La película de Netflix The Social Dilemma alerta sobre la potencial adicción que supone el uso de redes sociales, y anima a abandonarlas. Habría que examinar el sustento empírico que dispara esta alarma, pero más inquietante que cualquier posible dependencia es la ultrapasteurización de contenidos de las oligopólicas plataformas de streaming, como la que alberga el propio film. Y tal vez el verdadero peligro no abordado por la película sea el inconmensurable poder que han acumulado las Big Tech, porque, ¿qué ubicuo y todopoderoso ente decide qué veremos y qué no?
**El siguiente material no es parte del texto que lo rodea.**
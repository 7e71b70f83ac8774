// ── Core error types ──
//
// Errors surfaced by the orchestration layer. Configuration errors are
// returned synchronously from `Dispatcher::enqueue`; everything else is
// flattened into a `DataError` and delivered through the processor's
// error channel. The `From<datalane_api::Error>` impl translates
// transport-layer failures into domain-appropriate variants.

use thiserror::Error;

use crate::model::Operation;
use crate::store::StoreError;

/// HTTP status reported for operations the entity does not permit.
pub const UNAUTHORIZED_STATUS: u16 = 405;

/// Unified error type for the core crate.
#[derive(Debug, Error)]
pub enum CoreError {
    // ── Configuration errors ─────────────────────────────────────────
    #[error("Invalid entity configuration: {message}")]
    InvalidConfig { message: String },

    // ── Authorization ────────────────────────────────────────────────
    #[error("Unauthorized Request")]
    Unauthorized { operation: Operation },

    // ── Backend errors (wrapped, not exposed raw) ────────────────────
    #[error("API error: {message}")]
    Api {
        message: String,
        /// HTTP status code (if applicable).
        status: Option<u16>,
    },

    #[error("Cannot reach backend: {reason}")]
    ConnectionFailed { reason: String },

    #[error("Request timed out after {timeout_secs}s")]
    Timeout { timeout_secs: u64 },

    // ── Reuse cache ──────────────────────────────────────────────────
    #[error("No reusable response for {key}")]
    CacheMiss { key: String },

    #[error("Storage error: {0}")]
    Storage(#[from] StoreError),

    // ── Internal errors ──────────────────────────────────────────────
    #[error("Internal error: {0}")]
    Internal(String),
}

impl CoreError {
    pub(crate) fn invalid(message: impl Into<String>) -> Self {
        Self::InvalidConfig {
            message: message.into(),
        }
    }

    /// HTTP-style status code for the error channel.
    pub fn status(&self) -> Option<u16> {
        match self {
            Self::Unauthorized { .. } => Some(UNAUTHORIZED_STATUS),
            Self::Api { status, .. } => *status,
            Self::Timeout { .. } => Some(408),
            Self::CacheMiss { .. } => Some(404),
            _ => None,
        }
    }
}

// ── Conversion from transport-layer errors ───────────────────────────

impl From<datalane_api::Error> for CoreError {
    fn from(err: datalane_api::Error) -> Self {
        match err {
            datalane_api::Error::Http { status, message } => CoreError::Api {
                message,
                status: Some(status),
            },
            datalane_api::Error::Timeout { timeout_secs } => CoreError::Timeout { timeout_secs },
            datalane_api::Error::Transport(ref e) => {
                if e.is_timeout() {
                    CoreError::Timeout { timeout_secs: 0 }
                } else if e.is_connect() {
                    CoreError::ConnectionFailed {
                        reason: e.to_string(),
                    }
                } else {
                    CoreError::Api {
                        message: e.to_string(),
                        status: e.status().map(|s| s.as_u16()),
                    }
                }
            }
            datalane_api::Error::Tls(msg) => CoreError::ConnectionFailed {
                reason: format!("TLS error: {msg}"),
            },
            datalane_api::Error::InvalidUrl(e) => CoreError::InvalidConfig {
                message: format!("invalid URL: {e}"),
            },
        }
    }
}
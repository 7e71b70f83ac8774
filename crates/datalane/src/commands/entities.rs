//! `entities` handler: lists entity definitions from the config file.

use serde::Serialize;
use tabled::Tabled;

use datalane_config::EntityDefinition;

use crate::cli::GlobalOpts;
use crate::config::Config;
use crate::error::CliError;
use crate::output;

#[derive(Serialize)]
struct EntitySummary<'a> {
    name: &'a str,
    #[serde(flatten)]
    definition: &'a EntityDefinition,
}

#[derive(Tabled)]
struct EntityRow {
    #[tabled(rename = "Name")]
    name: String,
    #[tabled(rename = "Source")]
    source: String,
    #[tabled(rename = "Default")]
    default_operation: String,
    #[tabled(rename = "Also Allowed")]
    allowed: String,
    #[tabled(rename = "Reuse")]
    reuse: String,
    #[tabled(rename = "Class")]
    blob_class: String,
}

impl From<&EntitySummary<'_>> for EntityRow {
    fn from(s: &EntitySummary<'_>) -> Self {
        let d = s.definition;
        let source = match (&d.url, &d.batch) {
            (Some(url), _) => url.clone(),
            (None, Some(calls)) => {
                let ids: Vec<&str> = calls.iter().map(|c| c.identifier.as_str()).collect();
                format!("batch [{}]", ids.join(", "))
            }
            (None, None) => "-".into(),
        };
        let reuse = match d.reuse {
            Some(ref policy) if !policy.enable => "off".into(),
            Some(ref policy) => format!("{}ms {}", policy.timeout_ms, policy.scope),
            None => "default".into(),
        };
        Self {
            name: s.name.to_owned(),
            source,
            default_operation: d
                .default_operation
                .map_or_else(|| "get".into(), |op| op.to_string()),
            allowed: d
                .allowed_operations
                .iter()
                .map(ToString::to_string)
                .collect::<Vec<_>>()
                .join(", "),
            reuse,
            blob_class: d.blob_class.clone().unwrap_or_default(),
        }
    }
}

pub fn handle(cfg: &Config, global: &GlobalOpts) -> Result<(), CliError> {
    let summaries: Vec<EntitySummary<'_>> = cfg
        .entities
        .iter()
        .map(|(name, definition)| EntitySummary { name, definition })
        .collect();

    let out = output::render_list(&global.format(), &summaries, |s| EntityRow::from(s), |s| {
        s.name.to_owned()
    })?;
    output::print_output(&out, global.quiet);
    Ok(())
}
// ── Domain model ──
//
// Static resource descriptions (DataConfig, EntityConfig), the values
// delivered to views, and the persisted cache record.

mod blob;
mod data_config;
mod entity;
mod operation;
mod outcome;
mod record;
mod reuse;
mod target;

pub use blob::{Blob, BlobClass, DataPayload};
pub use data_config::{BatchCall, DataConfig, DataSource};
pub use entity::{EntityConfig, EntityConfigBuilder, EntityId, ResourceKey};
pub use operation::Operation;
pub use outcome::{BatchResults, DataError, LeafOutcome};
pub use record::{CacheMeta, CacheRecord};
pub use reuse::{CacheScope, DEFAULT_REUSE_TIMEOUT_MS, ReuseHandler, ReusePolicy};
pub use target::Target;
Sin inocencia. Cualquiera que indague un poco encontrará en Netflix no solo un inocente sitio “para ver películas y series”, sino también una poderosa tarima de propaganda. Casi todo lo allí alojado, y hay que decirlo, a veces de muy buena factura técnica y artística, contiene una bajada de línea específica.

Los grupos económicos que operan la cultura son hábiles para vender la “revolución” y amordazar “la” revolución y, sobre todo, astutos para desalentar la reflexión individual y crítica, y fomentar el pensamiento único; porque el colectivismo les viene como anillo al dedo por ser exponencialmente más redituable: es más fácil vender dos colores de pañuelo que producir para todo el Pantone. Los razonamientos más complejos, a veces los que se acercan más a la verdad, o por lo menos a un equilibrio, mueren con la polarización. Famoso es ya el truquillo de algunos partidos políticos de incorporar facciones de izquierda y de derecha para alzarse con la mayoría del electorado.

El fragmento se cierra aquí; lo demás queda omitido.